Go through the listing beneath and show each line containing the string "spent".

--- SOURCE MATERIAL Enclosed Below ---

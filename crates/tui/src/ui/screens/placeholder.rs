use ratatui::{
    Frame,
    layout::{Alignment, Rect},
    style::{Modifier, Style},
    text::{Line, Span},
    widgets::{Paragraph, Wrap},
};

use crate::{
    app::View,
    ui::{components::card::Card, theme::Theme},
};

fn blurb(view: View) -> (&'static str, &'static str) {
    match view {
        View::Goals => (
            "Financial goals and progress tracking coming soon",
            "Set and track your financial goals with progress bars and milestones.",
        ),
        View::Limits => (
            "Budget limits and spending alerts coming soon",
            "Set spending limits and receive alerts when you're approaching your budget.",
        ),
        View::AiAnalysis => (
            "AI-powered insights and recommendations coming soon",
            "Get personalized insights, spending patterns analysis, and smart recommendations.",
        ),
        _ => ("Coming soon", ""),
    }
}

pub fn render(frame: &mut Frame<'_>, area: Rect, view: View) {
    let theme = Theme::default();
    let (headline, detail) = blurb(view);

    let lines = vec![
        Line::from(""),
        Line::from(Span::styled(
            format!("{} Coming Soon", view.label()),
            Style::default()
                .fg(theme.accent)
                .add_modifier(Modifier::BOLD),
        )),
        Line::from(""),
        Line::from(Span::styled(headline, Style::default().fg(theme.text))),
        Line::from(Span::styled(detail, Style::default().fg(theme.dim))),
    ];

    let content = Paragraph::new(lines)
        .alignment(Alignment::Center)
        .wrap(Wrap { trim: true });
    Card::new(view.label(), &theme).render_with(frame, area, content);
}
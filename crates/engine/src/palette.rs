//! Category colors for the breakdown bars.

use serde::{Deserialize, Serialize};

#[derive(Clone, Copy, Debug, PartialEq, Eq, Hash, Serialize, Deserialize)]
#[serde(rename_all = "lowercase")]
pub enum ColorToken {
    Red,
    Blue,
    Purple,
    Green,
    Orange,
    Pink,
    Teal,
}

/// Fixed cycle; position `i` in a breakdown gets `PALETTE[i % 7]`.
pub const PALETTE: [ColorToken; 7] = [
    ColorToken::Red,
    ColorToken::Blue,
    ColorToken::Purple,
    ColorToken::Green,
    ColorToken::Orange,
    ColorToken::Pink,
    ColorToken::Teal,
];

impl ColorToken {
    pub fn as_str(self) -> &'static str {
        match self {
            Self::Red => "red",
            Self::Blue => "blue",
            Self::Purple => "purple",
            Self::Green => "green",
            Self::Orange => "orange",
            Self::Pink => "pink",
            Self::Teal => "teal",
        }
    }
}

#[must_use]
pub fn color_for(position: usize) -> ColorToken {
    PALETTE[position % PALETTE.len()]
}
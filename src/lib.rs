// Copyright 2021-2022 Farcaster Devs
//
// This library is free software; you can redistribute it and/or
// modify it under the terms of the GNU Lesser General Public
// License as published by the Free Software Foundation; either
// version 3 of the License, or (at your option) any later version.
//
// This library is distributed in the hope that it will be useful,
// but WITHOUT ANY WARRANTY; without even the implied warranty of
// MERCHANTABILITY or FITNESS FOR A PARTICULAR PURPOSE. See the GNU
// Lesser General Public License for more details.
//
// You should have received a copy of the GNU Lesser General Public
// License along with this library; if not, write to the Free Software
// Foundation, Inc., 51 Franklin Street, Fifth Floor, Boston, MA 02110-1301, USA

//! Hedged HTLC core library
//!
//! A hedged hash time-locked contract between two participants, Alice and Bob, built from two
//! P2WSH contracts on Bitcoin: a deposit contract locking Alice's funds and a collateral contract
//! locking Bob's collateral. The deposit is spent either by the redeem transaction, revealing
//! Alice's secret, or by the transition transaction, revealing Bob's secret after the deposit
//! timelock and moving the funds into the collateral contract. The collateral contract is then
//! spent by the claim transaction or by the burn transaction.
//!
//! Contracts, addresses and transactions are derived from a YAML parameter file, see
//! [`parameters::Parameters`], and executed with [`HedgedHtlc`].

use thiserror::Error;

#[macro_use]
extern crate amplify;
#[macro_use]
extern crate serde;
#[macro_use]
extern crate log;

pub mod bitcoin;
pub mod consensus;
pub mod parameters;
pub mod protocol;
pub mod role;
pub mod script;
pub mod transaction;

pub use protocol::HedgedHtlc;

/// A list of possible errors when building and spending the hedged contracts. Each error can
/// have multiple level down to the Bitcoin implementation.
#[derive(Error, Debug)]
pub enum Error {
    /// A consensus error during encoding/decoding operation or data type missmatch.
    #[error("Consensus error: {0}")]
    Consensus(#[from] consensus::Error),
    /// A transaction error while building, signing or finalizing a spend.
    #[error("Transaction error: {0}")]
    Transaction(#[from] transaction::Error),
    /// An error from the Bitcoin implementation of the contracts.
    #[error("Bitcoin error: {0}")]
    Bitcoin(#[from] bitcoin::transaction::Error),
    /// An invalid or inconsistent parameter file.
    #[error("Parameters error: {0}")]
    Parameters(#[from] parameters::Error),
}

/// Result of a high level computation such as a complete spend.
pub type Res<T> = Result<T, Error>;
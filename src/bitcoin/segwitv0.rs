// Copyright 2021-2022 Farcaster Devs
//
// This library is free software; you can redistribute it and/or
// modify it under the terms of the GNU Lesser General Public
// License as published by the Free Software Foundation; either
// version 3 of the License, or (at your option) any later version.
//
// This library is distributed in the hope that it will be useful,
// but WITHOUT ANY WARRANTY; without even the implied warranty of
// MERCHANTABILITY or FITNESS FOR A PARTICULAR PURPOSE. See the GNU
// Lesser General Public License for more details.
//
// You should have received a copy of the GNU Lesser General Public
// License along with this library; if not, write to the Free Software
// Foundation, Inc., 51 Franklin Street, Fifth Floor, Boston, MA 02110-1301, USA

//! SegWit version 0 contracts: the deposit and collateral redeem scripts, the burn marker, and the
//! [`BIP-143`][bip-143] signing helpers used by the four spending transactions.
//!
//! [bip-143]: https://github.com/bitcoin/bips/blob/master/bip-0143.mediawiki

use crate::bitcoin::amount::ensure_covered;
use crate::bitcoin::timelock::CSVTimelock;
use crate::bitcoin::transaction::{Error, MetadataOutput, Tx, TxInRef};
use crate::bitcoin::witness::{self, StackItem};
use crate::role::Party;
use crate::script::{Commitment, DataLock, DoubleCommitments, DoubleKeys, ScriptPath};
use crate::transaction::{Error as FError, TxLabel};

use bitcoin::blockdata::opcodes::{self, all};
use bitcoin::blockdata::script::{read_scriptint, Builder, Instruction, Instructions, Script};
use bitcoin::blockdata::transaction::{EcdsaSighashType, Transaction, TxIn, TxOut};
use bitcoin::blockdata::witness::Witness;
use bitcoin::hashes::hash160;
use bitcoin::hashes::sha256d::Hash as Sha256dHash;
use bitcoin::hashes::Hash;
use bitcoin::secp256k1::{ecdsa::Signature, Message, PublicKey, Secp256k1, SecretKey, Signing};
use bitcoin::util::psbt::PartiallySignedTransaction;
use bitcoin::util::sighash::SighashCache;

mod burn;
mod claim;
mod redeem;
mod transition;

pub use burn::Burn;
pub use claim::Claim;
pub use redeem::Redeem;
pub use transition::Transition;

/// Spend the deposit contract immediately, revealing Alice's secret.
pub type RedeemTx = Tx<Redeem>;

/// Move the deposit into the collateral contract after the deposit delay, revealing Bob's secret.
pub type TransitionTx = Tx<Transition>;

/// Spend the collateral contract to Bob.
pub type ClaimTx = Tx<Claim>;

/// Spend the collateral contract to the unspendable burn output.
pub type BurnTx = Tx<Burn>;

/// A redeem script template of the hedged contracts. Both templates share the same `2-of-2`
/// multisig prefix followed by a hashlock on Alice's commitment selecting the branch.
pub trait HedgedLock: Sized {
    /// Build the witness script for the given contract data.
    fn script(data: DataLock) -> Script;

    /// Parse a witness script and return it if it follows the template, fails with
    /// [`FError::WrongTemplate`] otherwise.
    fn from_script(s: &Script) -> Result<Self, FError>;

    /// The contract data carried by the script.
    fn data(&self) -> &DataLock;

    /// The P2WSH `script_pubkey` locking an output to this contract.
    fn v0_p2wsh(data: DataLock) -> Script {
        Self::script(data).to_v0_p2wsh()
    }

    fn get_pubkey(&self, party: Party) -> &PublicKey {
        self.data().keys.get(party)
    }

    fn get_commitment(&self, party: Party) -> &Commitment {
        self.data().commitments.get(party)
    }
}

/// The deposit contract: Alice redeems with `preA` at any time, or Bob moves the funds after
/// `T` blocks with `preB`.
#[derive(Debug, Clone, Copy, PartialEq, Eq)]
pub struct DepositLock {
    data: DataLock,
}

impl HedgedLock for DepositLock {
    fn script(data: DataLock) -> Script {
        let DataLock {
            timelock,
            keys,
            commitments: DoubleCommitments { alice, bob },
        } = data;
        multisig_hashlock(Builder::new(), keys, &alice)
            .push_opcode(all::OP_PUSHNUM_1)
            .push_opcode(all::OP_ELSE)
            .push_int(timelock.as_u32().into())
            .push_opcode(all::OP_CSV)
            .push_opcode(all::OP_DROP)
            .push_opcode(all::OP_HASH160)
            .push_slice(bob.as_bytes())
            .push_opcode(all::OP_EQUAL)
            .push_opcode(all::OP_ENDIF)
            .into_script()
    }

    fn from_script(s: &Script) -> Result<Self, FError> {
        let mut ints = s.instructions();
        let (keys, alice) = read_multisig_hashlock(&mut ints)?;
        expect_op(&mut ints, all::OP_PUSHNUM_1, "Missing TRUE opcode")?;
        expect_op(&mut ints, all::OP_ELSE, "Missing ELSE opcode")?;
        let timelock = read_timelock(&mut ints)?;
        expect_op(&mut ints, all::OP_CSV, "Missing CSV opcode")?;
        expect_op(&mut ints, all::OP_DROP, "Missing DROP opcode")?;
        expect_op(&mut ints, all::OP_HASH160, "Missing HASH160 opcode")?;
        let bob = read_commitment(&mut ints)?;
        expect_op(&mut ints, all::OP_EQUAL, "Missing EQUAL opcode")?;
        expect_op(&mut ints, all::OP_ENDIF, "Missing ENDIF opcode")?;
        expect_end(&mut ints)?;

        Ok(Self {
            data: DataLock {
                timelock,
                keys,
                commitments: DoubleCommitments::new(alice, bob),
            },
        })
    }

    fn data(&self) -> &DataLock {
        &self.data
    }
}
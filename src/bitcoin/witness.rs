// Copyright 2021-2022 Farcaster Devs
//
// This library is free software; you can redistribute it and/or
// modify it under the terms of the GNU Lesser General Public
// License as published by the Free Software Foundation; either
// version 3 of the License, or (at your option) any later version.
//
// This library is distributed in the hope that it will be useful,
// but WITHOUT ANY WARRANTY; without even the implied warranty of
// MERCHANTABILITY or FITNESS FOR A PARTICULAR PURPOSE. See the GNU
// Lesser General Public License for more details.
//
// You should have received a copy of the GNU Lesser General Public
// License along with this library; if not, write to the Free Software
// Foundation, Inc., 51 Franklin Street, Fifth Floor, Boston, MA 02110-1301, USA

//! Witness stacks of the four spending transactions. The first item of a layout is the bottom of
//! the stack, the witness script is always last.
//!
//! `OP_CHECKMULTISIGVERIFY` pops one extra item below the signatures, an empty vector is placed
//! there on every path. Below it, the item hashed against Alice's commitment selects the branch.

use bitcoin::blockdata::witness::Witness;

use crate::bitcoin::timelock::SEQUENCE_FINAL;
use crate::role::Party;
use crate::script::{Preimage, ScriptPath};
use crate::transaction::{Error as FError, TxLabel};

/// Maximum size of a stack element pushed by a witness.
pub const MAX_SCRIPT_ELEMENT_SIZE: usize = 520;

/// An element of a witness stack.
#[derive(Debug, Clone, Copy, PartialEq, Eq, Display)]
#[display(Debug)]
pub enum StackItem {
    /// The secret of the party.
    Secret(Party),
    /// A single `0x00` byte, hashed against a commitment to select the `OP_ELSE` branch.
    Zero,
    /// The empty vector consumed by `OP_CHECKMULTISIGVERIFY`.
    Empty,
    /// The signature of the party, DER encoded with the sighash flag.
    Signature(Party),
    /// The witness script itself.
    WitnessScript,
}

/// Return the witness layout of the transaction taking the given branch.
pub fn layout(label: TxLabel, path: ScriptPath) -> Result<Vec<StackItem>, FError> {
    use StackItem::*;

    let branch_selector = match (label, path) {
        (TxLabel::Redeem, ScriptPath::Hashlock) => vec![Secret(Party::Alice)],
        (TxLabel::Transition, ScriptPath::Timelock) => vec![Secret(Party::Bob), Zero],
        (TxLabel::Claim, ScriptPath::Timelock) => vec![Zero],
        (TxLabel::Claim, ScriptPath::Hashlock) | (TxLabel::Burn, ScriptPath::Hashlock) => {
            vec![Secret(Party::Bob), Secret(Party::Alice)]
        }
        _ => return Err(FError::WrongTemplate("No such branch for the transaction")),
    };

    let mut items = branch_selector;
    items.extend_from_slice(&[
        Empty,
        Signature(Party::Alice),
        Signature(Party::Bob),
        WitnessScript,
    ]);
    Ok(items)
}

/// Return the branch executed by a collateral claim given its input sequence, a final sequence
/// cannot satisfy `OP_CHECKSEQUENCEVERIFY` thus the claim reveals both secrets.
pub fn claim_path(sequence: u32) -> ScriptPath {
    match sequence {
        SEQUENCE_FINAL => ScriptPath::Hashlock,
        _ => ScriptPath::Timelock,
    }
}

/// Build a witness following the layout, each item is resolved by `resolve`. Fails if an element
/// other than the witness script exceeds [`MAX_SCRIPT_ELEMENT_SIZE`].
pub fn compose<F>(layout: &[StackItem], mut resolve: F) -> Result<Witness, FError>
where
    F: FnMut(&StackItem) -> Result<Vec<u8>, FError>,
{
    let mut stack = Vec::with_capacity(layout.len());
    for item in layout {
        let bytes = resolve(item)?;
        if *item != StackItem::WitnessScript && bytes.len() > MAX_SCRIPT_ELEMENT_SIZE {
            return Err(FError::ScriptSerialization(
                "Witness stack element exceeds 520 bytes",
            ));
        }
        stack.push(bytes);
    }
    Ok(Witness::from_vec(stack))
}

/// Recover the secret of a party from a witness, fails with [`FError::MissingSecret`] if the
/// branch does not reveal it.
pub fn extract_secret(
    witness: &Witness,
    label: TxLabel,
    path: ScriptPath,
    party: Party,
) -> Result<Preimage, FError> {
    let layout = layout(label, path)?;
    let stack = witness.to_vec();
    (stack.len() == layout.len())
        .then(|| 0)
        .ok_or(FError::WrongTemplate("Witness stack length does not match"))?;
    layout
        .iter()
        .position(|item| *item == StackItem::Secret(party))
        .map(|i| Preimage::new(stack[i].clone()))
        .ok_or(FError::MissingSecret)
}
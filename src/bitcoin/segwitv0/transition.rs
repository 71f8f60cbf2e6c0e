// Copyright 2021-2022 Farcaster Devs
//
// This library is free software; you can redistribute it and/or
// modify it under the terms of the GNU Lesser General Public
// License as published by the Free Software Foundation; either
// version 3 of the License, or (at your option) any later version.
//
// This library is distributed in the hope that it will be useful,
// but WITHOUT ANY WARRANTY; without even the implied warranty of
// MERCHANTABILITY or FITNESS FOR A PARTICULAR PURPOSE. See the GNU
// Lesser General Public License for more details.
//
// You should have received a copy of the GNU Lesser General Public
// License along with this library; if not, write to the Free Software
// Foundation, Inc., 51 Franklin Street, Fifth Floor, Boston, MA 02110-1301, USA

use bitcoin::blockdata::transaction::TxOut;
use bitcoin::util::psbt::PartiallySignedTransaction;
use bitcoin::Transaction;

use crate::bitcoin::amount::Amounts;
use crate::bitcoin::segwitv0::{
    contract_input, finalize_spend, input_witness, relative_sequence, spending_tx,
    verify_spend_template, CollateralLock, DepositLock, HedgedLock,
};
use crate::bitcoin::timelock::CSVTimelock;
use crate::bitcoin::transaction::{MetadataOutput, SubTransaction, Tx};
use crate::bitcoin::witness;
use crate::role::Party;
use crate::script::{DataLock, Preimage, ScriptPath};
use crate::transaction::{Error as FError, Linkable, TxLabel};

/// Bob spends the deposit through the timelock branch after `T` blocks, moving `vdep + vcol +
/// fee` into the collateral contract.
#[derive(Debug, Clone)]
pub struct Transition;

impl SubTransaction for Transition {
    const LABEL: TxLabel = TxLabel::Transition;

    fn finalize(psbt: &mut PartiallySignedTransaction) -> Result<(), FError> {
        finalize_spend::<DepositLock>(psbt, TxLabel::Transition, ScriptPath::Timelock)
    }
}

impl Tx<Transition> {
    /// Create the transition transaction spending the deposit output into the collateral
    /// contract. The input sequence is set to `sequence`, a value not satisfying the deposit
    /// timelock is accepted here and rejected by script verification, a value that is not a
    /// relative lock-time is rejected.
    pub fn initialize(
        prev: &impl Linkable<MetadataOutput>,
        lock: DataLock,
        collateral_lock: DataLock,
        pre_b: &Preimage,
        sequence: CSVTimelock,
        amounts: &Amounts,
    ) -> Result<Self, FError> {
        pre_b
            .opens(&lock.commitments.bob)
            .then(|| 0)
            .ok_or(FError::MissingSecret)?;
        let n_sequence = relative_sequence(sequence)?;
        if !lock.timelock.is_satisfied_by(n_sequence) {
            warn!(
                "transition sequence {} does not satisfy the deposit timelock {}",
                sequence, lock.timelock
            );
        }
        let prev = contract_input::<DepositLock>(prev.get_consumable_output()?, lock)?;

        let unsigned_tx =
            spending_tx(&prev, n_sequence, Self::outputs(collateral_lock, amounts)?)?;
        let mut tx = Self::from_unsigned_tx(unsigned_tx, prev)?;
        tx.add_secret(pre_b);

        // Set the script witness of the output
        tx.psbt.outputs[0].witness_script = Some(CollateralLock::script(collateral_lock));

        debug!("transition transaction {} initialized", tx.txid());
        Ok(tx)
    }

    fn outputs(collateral_lock: DataLock, amounts: &Amounts) -> Result<Vec<TxOut>, FError> {
        Ok(vec![TxOut {
            value: amounts.transition_value()?.as_sat(),
            script_pubkey: CollateralLock::v0_p2wsh(collateral_lock),
        }])
    }

    /// Verify the transaction spends the deposit contract through the timelock branch and locks
    /// the funds in the collateral contract.
    pub fn verify_template(
        &self,
        lock: DataLock,
        collateral_lock: DataLock,
        amounts: &Amounts,
    ) -> Result<(), FError> {
        let script = self.psbt.inputs[0]
            .witness_script
            .as_ref()
            .ok_or(FError::MissingWitness)?;
        (DepositLock::script(lock) == *script)
            .then(|| 0)
            .ok_or(FError::WrongTemplate("Witness script is not the deposit contract"))?;
        verify_spend_template(
            &self.psbt,
            lock.timelock.as_sequence(),
            &Self::outputs(collateral_lock, amounts)?,
        )
    }

    /// Recover Bob's secret from the broadcast transition transaction.
    pub fn extract_secret(tx: &Transaction) -> Result<Preimage, FError> {
        witness::extract_secret(
            input_witness(tx)?,
            TxLabel::Transition,
            ScriptPath::Timelock,
            Party::Bob,
        )
    }
}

--- End of Enclosed SOURCE MATERIAL ---

| REPLY |
//! locking Bob's collateral. The deposit is spent either by the redeem transaction, revealing
//! spent by the claim transaction or by the burn transaction.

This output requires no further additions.